The financial sector overall saw its earnings jump close to 240% from the year-ago quarter, according to Reuters. The general bank sub-sector, though, saw its earnings fall 5%, and the investment banks/brokerage sub-sector’s earnings dropped an average of 225% in the period, as of Tuesday.
Here are 10 companies, most of which were ranked on AdvisorOne’s Best & Worst list for Q3, selected as the five Best and five Worst performers in Q4, based largely on how they out- or underperformed broker-dealer rivals.
TD Ameritrade (AMTD) saw its fiscal first-quarter net income (for the period ended Dec. 31, 2011) increase about 10%, even though the Omaha, Neb.-based company also said that its sales fell a tad, less than 1%, to $653.4 million.
A key driver of Ameritrade’s revenue, the fees it charges for transactions, was affected by growing worries about the European debt crisis.

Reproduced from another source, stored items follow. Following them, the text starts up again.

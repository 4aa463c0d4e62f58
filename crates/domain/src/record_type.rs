use std::fmt;

/// Record types the directory is queried for.
#[derive(Debug, Clone, Copy, PartialEq, Eq, Hash)]
pub enum RecordType {
    SRV,
    A,
}

impl RecordType {
    pub fn as_str(&self) -> &'static str {
        match self {
            RecordType::SRV => "SRV",
            RecordType::A => "A",
        }
    }

    /// Numeric TYPE value on the wire (RFC 1035, RFC 2782).
    pub fn to_u16(&self) -> u16 {
        match self {
            RecordType::A => 1,
            RecordType::SRV => 33,
        }
    }
}

impl fmt::Display for RecordType {
    fn fmt(&self, f: &mut fmt::Formatter<'_>) -> fmt::Result {
        f.write_str(self.as_str())
    }
}
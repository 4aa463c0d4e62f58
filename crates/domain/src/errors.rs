use thiserror::Error;

use crate::RecordType;

#[derive(Error, Debug, Clone, PartialEq, Eq)]
pub enum DiscoveryError {
    #[error("Invalid service name: {0}")]
    InvalidServiceName(String),

    #[error("Invalid resolver configuration: {0}")]
    InvalidConfig(String),

    #[error("Timeout connecting to directory {server}")]
    ConnectTimeout { server: String },

    #[error("Failed to connect to directory {server}: {reason}")]
    ConnectFailed { server: String, reason: String },

    #[error("Timeout during {operation} on connection to {server}")]
    TransportTimeout {
        server: String,
        operation: &'static str,
    },

    #[error("Transport error on connection to {server}: {reason}")]
    Transport { server: String, reason: String },

    #[error("Response ID {received} does not match query ID {expected}")]
    ResponseIdMismatch { expected: u16, received: u16 },

    #[error("Failed to encode query: {0}")]
    QueryEncoding(String),

    #[error("Malformed directory response: {0}")]
    MalformedResponse(String),

    #[error("Expected {expected} record, got {found}")]
    UnexpectedRecordType {
        expected: RecordType,
        found: String,
    },

    #[error("Invalid embedded address in target {0}")]
    InvalidEmbeddedAddress(String),

    #[error("No address found for host {host}")]
    MissingAddress { host: String },

    #[error("Max attempts reached ({attempts}) for {record_type} {name}: {last_error}")]
    MaxAttemptsReached {
        attempts: u32,
        name: String,
        record_type: RecordType,
        last_error: String,
    },
}

impl DiscoveryError {
    /// Raised before any network activity, while composing the resolver.
    pub fn is_construction(&self) -> bool {
        matches!(self, Self::InvalidServiceName(_) | Self::InvalidConfig(_))
    }

    /// The directory could not be reached at all. Not retried.
    pub fn is_connectivity(&self) -> bool {
        matches!(self, Self::ConnectTimeout { .. } | Self::ConnectFailed { .. })
    }

    /// Failure on an otherwise valid connection. The connection is discarded
    /// and the request retried on another one.
    pub fn is_transient(&self) -> bool {
        matches!(
            self,
            Self::TransportTimeout { .. } | Self::Transport { .. } | Self::ResponseIdMismatch { .. }
        )
    }

    /// The directory answered, but the answer is unusable. Never retried.
    pub fn is_protocol(&self) -> bool {
        matches!(
            self,
            Self::MalformedResponse(_)
                | Self::UnexpectedRecordType { .. }
                | Self::InvalidEmbeddedAddress(_)
                | Self::MissingAddress { .. }
        )
    }

    pub fn is_exhausted(&self) -> bool {
        matches!(self, Self::MaxAttemptsReached { .. })
    }
}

The average number of trades per day dipped to 367,479 from 371,916 in the same period a year earlier.
Wells Fargo & Co.’s (WFC) fourth-quarter profit jumped by 20% thanks to a steadier mortgage business, higher commercial lending and an increase in deposits. The San Francisco-based bank, which ranked as the fifth-best broker-dealer in Q3, said its loan balances expanded 2% to nearly $770 billion.
The company’s financial advisors numbered 15,263 (up 75 from three months ago), 11,119 of whom are in the traditional brokerage channel (representing a jump of 39 from the previous quarter). WFA is part of the wealth, brokerage and retirement unit, which had net income of $325 million in Q4 vs. $291 million in Q3 and $197 million in the year-ago period.
Charles Schwab (SCHW) said its earnings rose 29% in the fourth quarter, putting it in the third-best spot for the second quarter in a row. The company’s sales, though, dropped 1% year over year to $1.113 billion.
Net new assets in advisor-services accounts totaled $9.2 billion in the fourth quarter, a drop of 13% from the previous quarter and a decline of 44% from the year-ago period. Assets in advisor-services accounts stood at $679 billion in the most-recent period, a 4% year-over-year gain and a 6% jump from the third quarter.
LPL Investment Holdings (LPLA), the parent company of LPL Financial, grew its earnings 129%, according to Reuters’ data, moving it up from its position as the fourth-best performing broker-dealer in Q3. It reported a fourth-quarter profit of $39.4 million, and net revenue rose 1%, to $828.7 million.
Total advisory and brokerage assets increased nearly 5% during the quarter to $330.3 billion vs. $315.6 billion a year ago. LPL said it added 172 new advisors during the fourth quarter, but it also lost 124 advisors related to the UVest platform conversion. The firm ended 2011 with 12,847 advisors, up 3.2% from last year.
BANK OF AMERICA
Bank of America (BAC) had net income of $2 billion, or $0.15 per share, for the fourth quarter of 2011, giving it the best broker-dealer performance with an earnings jump of 191%. This also moved it up from the second-best BD slot last quarter. Revenue, net of interest expense, grew 11% to $25.1 billion on a fully taxable-equivalent basis, including results at Merrill Lynch.
As of Dec. 31, BofA employed 17,308 financial advisors, an increase of 214 from the previous quarter and 1,697 over the previous year. Much of the growth came from the hiring of Merrill Edge advisors, who serve client households with $250,000 or less in investable assets.